Segment Open

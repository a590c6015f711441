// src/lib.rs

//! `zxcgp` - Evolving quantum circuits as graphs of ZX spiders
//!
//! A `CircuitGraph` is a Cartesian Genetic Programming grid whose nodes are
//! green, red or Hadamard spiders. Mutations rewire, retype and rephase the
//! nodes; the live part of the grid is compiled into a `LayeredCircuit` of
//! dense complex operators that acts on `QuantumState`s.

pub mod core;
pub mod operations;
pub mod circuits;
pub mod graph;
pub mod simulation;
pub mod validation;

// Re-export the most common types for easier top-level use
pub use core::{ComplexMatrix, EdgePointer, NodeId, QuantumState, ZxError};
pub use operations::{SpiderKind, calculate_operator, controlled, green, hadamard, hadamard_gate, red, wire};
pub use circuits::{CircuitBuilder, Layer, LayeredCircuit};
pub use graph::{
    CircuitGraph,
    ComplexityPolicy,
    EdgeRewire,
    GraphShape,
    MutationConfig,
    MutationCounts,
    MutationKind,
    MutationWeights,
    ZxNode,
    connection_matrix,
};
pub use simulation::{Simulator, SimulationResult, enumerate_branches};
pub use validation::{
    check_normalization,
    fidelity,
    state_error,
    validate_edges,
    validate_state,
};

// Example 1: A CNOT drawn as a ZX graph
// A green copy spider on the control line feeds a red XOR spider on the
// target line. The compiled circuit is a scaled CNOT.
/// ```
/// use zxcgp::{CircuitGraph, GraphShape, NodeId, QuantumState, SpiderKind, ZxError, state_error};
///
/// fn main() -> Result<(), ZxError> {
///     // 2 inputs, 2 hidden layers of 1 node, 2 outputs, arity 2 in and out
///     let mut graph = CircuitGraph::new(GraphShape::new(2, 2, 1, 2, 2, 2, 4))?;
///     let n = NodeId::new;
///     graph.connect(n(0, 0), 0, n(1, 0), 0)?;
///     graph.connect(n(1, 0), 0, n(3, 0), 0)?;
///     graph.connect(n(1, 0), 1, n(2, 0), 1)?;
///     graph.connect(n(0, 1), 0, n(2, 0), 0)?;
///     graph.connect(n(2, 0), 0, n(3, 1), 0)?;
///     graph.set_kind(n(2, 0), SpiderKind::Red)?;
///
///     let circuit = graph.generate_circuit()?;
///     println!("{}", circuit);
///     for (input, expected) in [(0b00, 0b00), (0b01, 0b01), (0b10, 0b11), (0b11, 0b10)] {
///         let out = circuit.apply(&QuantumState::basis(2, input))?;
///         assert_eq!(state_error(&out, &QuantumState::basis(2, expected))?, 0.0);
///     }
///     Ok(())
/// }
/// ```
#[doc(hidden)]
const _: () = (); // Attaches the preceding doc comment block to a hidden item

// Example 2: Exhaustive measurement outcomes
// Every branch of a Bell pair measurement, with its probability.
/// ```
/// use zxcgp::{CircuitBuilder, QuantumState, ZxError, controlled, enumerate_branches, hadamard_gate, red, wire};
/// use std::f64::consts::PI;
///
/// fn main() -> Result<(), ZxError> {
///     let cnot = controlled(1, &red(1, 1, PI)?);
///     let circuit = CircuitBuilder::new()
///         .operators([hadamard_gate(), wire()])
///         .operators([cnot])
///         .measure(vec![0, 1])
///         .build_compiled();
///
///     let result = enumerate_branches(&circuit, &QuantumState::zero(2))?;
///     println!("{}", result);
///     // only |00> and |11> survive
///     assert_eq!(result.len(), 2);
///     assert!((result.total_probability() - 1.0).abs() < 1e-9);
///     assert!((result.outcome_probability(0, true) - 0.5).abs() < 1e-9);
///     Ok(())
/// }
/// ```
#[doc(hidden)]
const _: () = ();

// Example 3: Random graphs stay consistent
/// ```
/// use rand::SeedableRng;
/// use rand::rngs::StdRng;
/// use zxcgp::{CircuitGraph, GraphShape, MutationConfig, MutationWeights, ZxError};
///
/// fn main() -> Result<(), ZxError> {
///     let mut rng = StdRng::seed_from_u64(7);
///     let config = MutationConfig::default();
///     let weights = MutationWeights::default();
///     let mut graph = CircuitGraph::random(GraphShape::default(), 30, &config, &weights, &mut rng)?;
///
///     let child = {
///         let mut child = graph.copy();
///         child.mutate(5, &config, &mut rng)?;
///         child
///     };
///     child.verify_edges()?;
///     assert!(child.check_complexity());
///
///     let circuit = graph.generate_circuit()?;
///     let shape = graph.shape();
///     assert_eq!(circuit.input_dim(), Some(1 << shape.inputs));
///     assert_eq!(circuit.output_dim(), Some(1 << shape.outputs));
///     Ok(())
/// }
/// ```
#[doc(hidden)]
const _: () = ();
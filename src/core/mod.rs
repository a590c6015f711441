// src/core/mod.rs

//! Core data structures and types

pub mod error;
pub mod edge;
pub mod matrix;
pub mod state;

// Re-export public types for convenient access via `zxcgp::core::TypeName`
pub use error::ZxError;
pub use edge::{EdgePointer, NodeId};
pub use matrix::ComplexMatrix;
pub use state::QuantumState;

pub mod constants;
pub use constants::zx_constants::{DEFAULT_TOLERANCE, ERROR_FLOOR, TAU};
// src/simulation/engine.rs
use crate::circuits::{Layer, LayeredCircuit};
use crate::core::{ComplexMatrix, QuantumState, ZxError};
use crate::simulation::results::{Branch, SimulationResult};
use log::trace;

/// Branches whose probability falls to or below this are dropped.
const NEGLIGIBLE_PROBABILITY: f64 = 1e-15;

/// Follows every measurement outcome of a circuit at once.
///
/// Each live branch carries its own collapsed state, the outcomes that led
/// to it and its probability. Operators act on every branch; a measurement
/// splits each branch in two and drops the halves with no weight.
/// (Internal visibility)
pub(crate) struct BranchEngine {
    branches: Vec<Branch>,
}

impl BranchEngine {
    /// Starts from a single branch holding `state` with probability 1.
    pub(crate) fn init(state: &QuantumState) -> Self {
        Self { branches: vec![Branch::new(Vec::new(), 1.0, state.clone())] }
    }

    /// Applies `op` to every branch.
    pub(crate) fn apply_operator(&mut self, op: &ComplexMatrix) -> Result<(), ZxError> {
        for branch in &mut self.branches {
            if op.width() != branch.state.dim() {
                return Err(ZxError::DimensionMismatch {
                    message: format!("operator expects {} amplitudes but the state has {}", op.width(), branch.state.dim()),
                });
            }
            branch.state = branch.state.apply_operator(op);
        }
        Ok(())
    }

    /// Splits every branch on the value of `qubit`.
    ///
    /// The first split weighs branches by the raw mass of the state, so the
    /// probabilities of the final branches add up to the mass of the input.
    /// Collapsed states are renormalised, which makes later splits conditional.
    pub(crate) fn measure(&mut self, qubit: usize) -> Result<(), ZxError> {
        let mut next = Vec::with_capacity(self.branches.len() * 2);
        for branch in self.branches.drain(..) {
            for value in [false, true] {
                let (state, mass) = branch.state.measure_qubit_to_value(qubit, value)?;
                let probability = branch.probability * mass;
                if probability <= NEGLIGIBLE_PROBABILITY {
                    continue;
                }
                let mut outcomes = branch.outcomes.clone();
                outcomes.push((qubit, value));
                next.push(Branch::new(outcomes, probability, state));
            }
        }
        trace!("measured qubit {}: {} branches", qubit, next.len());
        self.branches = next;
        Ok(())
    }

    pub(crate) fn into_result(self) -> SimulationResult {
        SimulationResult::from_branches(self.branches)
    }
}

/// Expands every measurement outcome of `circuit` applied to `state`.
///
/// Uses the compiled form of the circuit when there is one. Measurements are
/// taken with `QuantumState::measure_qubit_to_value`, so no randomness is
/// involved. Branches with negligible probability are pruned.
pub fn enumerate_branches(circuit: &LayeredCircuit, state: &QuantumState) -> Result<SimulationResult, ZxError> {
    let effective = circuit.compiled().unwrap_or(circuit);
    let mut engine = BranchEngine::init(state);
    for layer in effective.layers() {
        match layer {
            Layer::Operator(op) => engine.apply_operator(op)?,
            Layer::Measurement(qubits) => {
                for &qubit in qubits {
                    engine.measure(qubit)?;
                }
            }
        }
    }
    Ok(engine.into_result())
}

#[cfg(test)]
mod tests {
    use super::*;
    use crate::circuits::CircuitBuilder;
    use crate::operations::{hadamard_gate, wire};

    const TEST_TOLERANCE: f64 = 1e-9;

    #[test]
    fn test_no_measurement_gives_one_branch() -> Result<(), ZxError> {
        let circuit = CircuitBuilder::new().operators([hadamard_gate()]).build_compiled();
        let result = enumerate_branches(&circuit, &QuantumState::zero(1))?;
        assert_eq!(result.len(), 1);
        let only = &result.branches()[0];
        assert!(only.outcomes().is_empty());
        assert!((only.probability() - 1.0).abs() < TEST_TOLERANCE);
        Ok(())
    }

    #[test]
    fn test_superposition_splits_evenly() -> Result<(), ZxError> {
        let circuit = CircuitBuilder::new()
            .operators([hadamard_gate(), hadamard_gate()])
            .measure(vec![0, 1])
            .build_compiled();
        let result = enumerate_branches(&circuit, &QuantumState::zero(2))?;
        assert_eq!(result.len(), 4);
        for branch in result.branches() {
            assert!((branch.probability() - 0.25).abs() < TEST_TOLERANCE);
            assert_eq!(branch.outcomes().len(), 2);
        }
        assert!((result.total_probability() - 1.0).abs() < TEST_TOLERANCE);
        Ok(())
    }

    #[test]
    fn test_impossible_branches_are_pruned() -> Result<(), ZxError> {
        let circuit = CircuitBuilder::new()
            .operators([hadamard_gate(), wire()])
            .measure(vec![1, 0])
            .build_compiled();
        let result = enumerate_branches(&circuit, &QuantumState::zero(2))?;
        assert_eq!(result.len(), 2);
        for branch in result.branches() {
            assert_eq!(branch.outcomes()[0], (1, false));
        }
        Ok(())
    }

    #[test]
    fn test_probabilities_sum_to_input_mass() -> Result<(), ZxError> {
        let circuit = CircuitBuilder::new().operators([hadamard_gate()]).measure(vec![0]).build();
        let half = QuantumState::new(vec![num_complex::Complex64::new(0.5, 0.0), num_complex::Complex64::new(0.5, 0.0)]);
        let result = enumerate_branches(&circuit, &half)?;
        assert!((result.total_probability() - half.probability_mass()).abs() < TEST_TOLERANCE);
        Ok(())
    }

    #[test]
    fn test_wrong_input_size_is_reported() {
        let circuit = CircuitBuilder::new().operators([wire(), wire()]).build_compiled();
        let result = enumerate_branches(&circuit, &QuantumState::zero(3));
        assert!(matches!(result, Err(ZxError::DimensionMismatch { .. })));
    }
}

Segment Closed

▶ _Task brief_:
When the line containing "dense complex operators" is reached, include it and stop. Until then, output each line of the entries exactly as given, starting from the first.

▶ _Your solution_:
repository a590c6015f711441
// src/lib.rs

//! `zxcgp` - Evolving quantum circuits as graphs of ZX spiders
//!
//! A `CircuitGraph` is a Cartesian Genetic Programming grid whose nodes are
//! green, red or Hadamard spiders. Mutations rewire, retype and rephase the
//! nodes; the live part of the grid is compiled into a `LayeredCircuit` of
//! dense complex operators that acts on `QuantumState`s.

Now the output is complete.